───── Data listing

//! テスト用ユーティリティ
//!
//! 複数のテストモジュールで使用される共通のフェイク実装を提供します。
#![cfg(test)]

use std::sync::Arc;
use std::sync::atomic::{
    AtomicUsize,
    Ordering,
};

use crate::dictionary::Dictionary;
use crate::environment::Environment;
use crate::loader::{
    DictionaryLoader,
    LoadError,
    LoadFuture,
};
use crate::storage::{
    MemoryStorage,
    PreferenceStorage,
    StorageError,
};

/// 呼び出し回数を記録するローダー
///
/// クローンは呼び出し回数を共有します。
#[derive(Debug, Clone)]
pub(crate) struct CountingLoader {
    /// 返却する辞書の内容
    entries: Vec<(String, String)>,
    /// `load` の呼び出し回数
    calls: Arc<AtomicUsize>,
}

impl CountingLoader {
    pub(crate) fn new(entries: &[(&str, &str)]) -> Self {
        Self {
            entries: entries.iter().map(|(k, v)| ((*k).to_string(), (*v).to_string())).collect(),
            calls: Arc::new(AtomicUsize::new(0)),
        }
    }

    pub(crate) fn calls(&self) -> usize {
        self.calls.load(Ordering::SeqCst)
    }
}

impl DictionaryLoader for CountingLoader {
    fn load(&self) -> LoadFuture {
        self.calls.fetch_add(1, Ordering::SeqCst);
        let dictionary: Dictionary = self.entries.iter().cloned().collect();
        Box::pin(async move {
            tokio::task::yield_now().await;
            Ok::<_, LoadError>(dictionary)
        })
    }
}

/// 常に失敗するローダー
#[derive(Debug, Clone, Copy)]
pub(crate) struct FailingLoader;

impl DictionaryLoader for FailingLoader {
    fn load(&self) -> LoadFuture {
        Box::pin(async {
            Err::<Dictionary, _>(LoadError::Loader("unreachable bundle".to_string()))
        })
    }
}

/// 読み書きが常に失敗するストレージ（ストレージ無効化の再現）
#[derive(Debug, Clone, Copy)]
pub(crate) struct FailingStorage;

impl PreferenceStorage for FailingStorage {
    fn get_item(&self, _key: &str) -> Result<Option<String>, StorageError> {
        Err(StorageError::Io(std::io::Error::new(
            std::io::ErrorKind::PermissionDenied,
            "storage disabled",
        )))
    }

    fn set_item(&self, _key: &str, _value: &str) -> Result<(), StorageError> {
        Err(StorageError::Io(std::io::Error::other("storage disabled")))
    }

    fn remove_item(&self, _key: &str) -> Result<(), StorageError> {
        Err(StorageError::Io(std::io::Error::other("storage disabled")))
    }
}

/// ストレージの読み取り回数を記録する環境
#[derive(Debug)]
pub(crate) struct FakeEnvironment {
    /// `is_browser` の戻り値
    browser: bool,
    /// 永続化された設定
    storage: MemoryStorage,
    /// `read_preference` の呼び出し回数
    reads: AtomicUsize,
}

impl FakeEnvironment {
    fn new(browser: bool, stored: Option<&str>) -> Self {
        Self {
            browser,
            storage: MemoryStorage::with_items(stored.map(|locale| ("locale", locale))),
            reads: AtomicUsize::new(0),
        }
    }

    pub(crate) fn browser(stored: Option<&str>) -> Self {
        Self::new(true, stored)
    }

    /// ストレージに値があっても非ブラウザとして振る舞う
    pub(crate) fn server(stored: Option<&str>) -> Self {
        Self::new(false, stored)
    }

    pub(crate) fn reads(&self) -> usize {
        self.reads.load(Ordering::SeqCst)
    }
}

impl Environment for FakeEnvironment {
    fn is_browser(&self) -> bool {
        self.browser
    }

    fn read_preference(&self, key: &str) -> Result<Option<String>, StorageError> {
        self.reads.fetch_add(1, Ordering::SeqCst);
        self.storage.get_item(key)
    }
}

──────────
───── Data listing

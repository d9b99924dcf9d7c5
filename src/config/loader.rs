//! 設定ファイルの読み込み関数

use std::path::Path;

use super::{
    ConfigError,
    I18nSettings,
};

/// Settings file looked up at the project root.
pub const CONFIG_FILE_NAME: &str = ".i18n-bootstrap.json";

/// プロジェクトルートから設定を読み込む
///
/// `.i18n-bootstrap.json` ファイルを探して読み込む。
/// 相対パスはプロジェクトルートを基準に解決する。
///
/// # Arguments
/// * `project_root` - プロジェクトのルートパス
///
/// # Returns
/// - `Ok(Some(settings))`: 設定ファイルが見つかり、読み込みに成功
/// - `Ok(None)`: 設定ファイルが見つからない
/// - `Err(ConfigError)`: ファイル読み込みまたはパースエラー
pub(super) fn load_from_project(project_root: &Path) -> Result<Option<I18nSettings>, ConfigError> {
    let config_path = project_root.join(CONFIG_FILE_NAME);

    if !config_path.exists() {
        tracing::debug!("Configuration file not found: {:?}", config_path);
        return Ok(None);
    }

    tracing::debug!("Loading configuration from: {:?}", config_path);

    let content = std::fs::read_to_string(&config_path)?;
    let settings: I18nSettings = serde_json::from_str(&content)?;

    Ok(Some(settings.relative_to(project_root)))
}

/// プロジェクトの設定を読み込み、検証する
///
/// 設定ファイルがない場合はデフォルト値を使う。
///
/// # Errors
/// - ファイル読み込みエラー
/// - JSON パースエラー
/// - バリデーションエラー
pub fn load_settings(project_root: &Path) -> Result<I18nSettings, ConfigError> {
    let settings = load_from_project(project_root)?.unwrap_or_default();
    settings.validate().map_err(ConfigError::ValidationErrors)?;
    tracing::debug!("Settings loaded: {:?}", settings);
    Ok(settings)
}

──────────

● What you will do: Look through the data and gather every line with the string "bootstrap" in it.

● Exercise solution:
pub const CONFIG_FILE_NAME: &str = ".i18n-bootstrap.json";
/// `.i18n-bootstrap.json` ファイルを探して読み込む。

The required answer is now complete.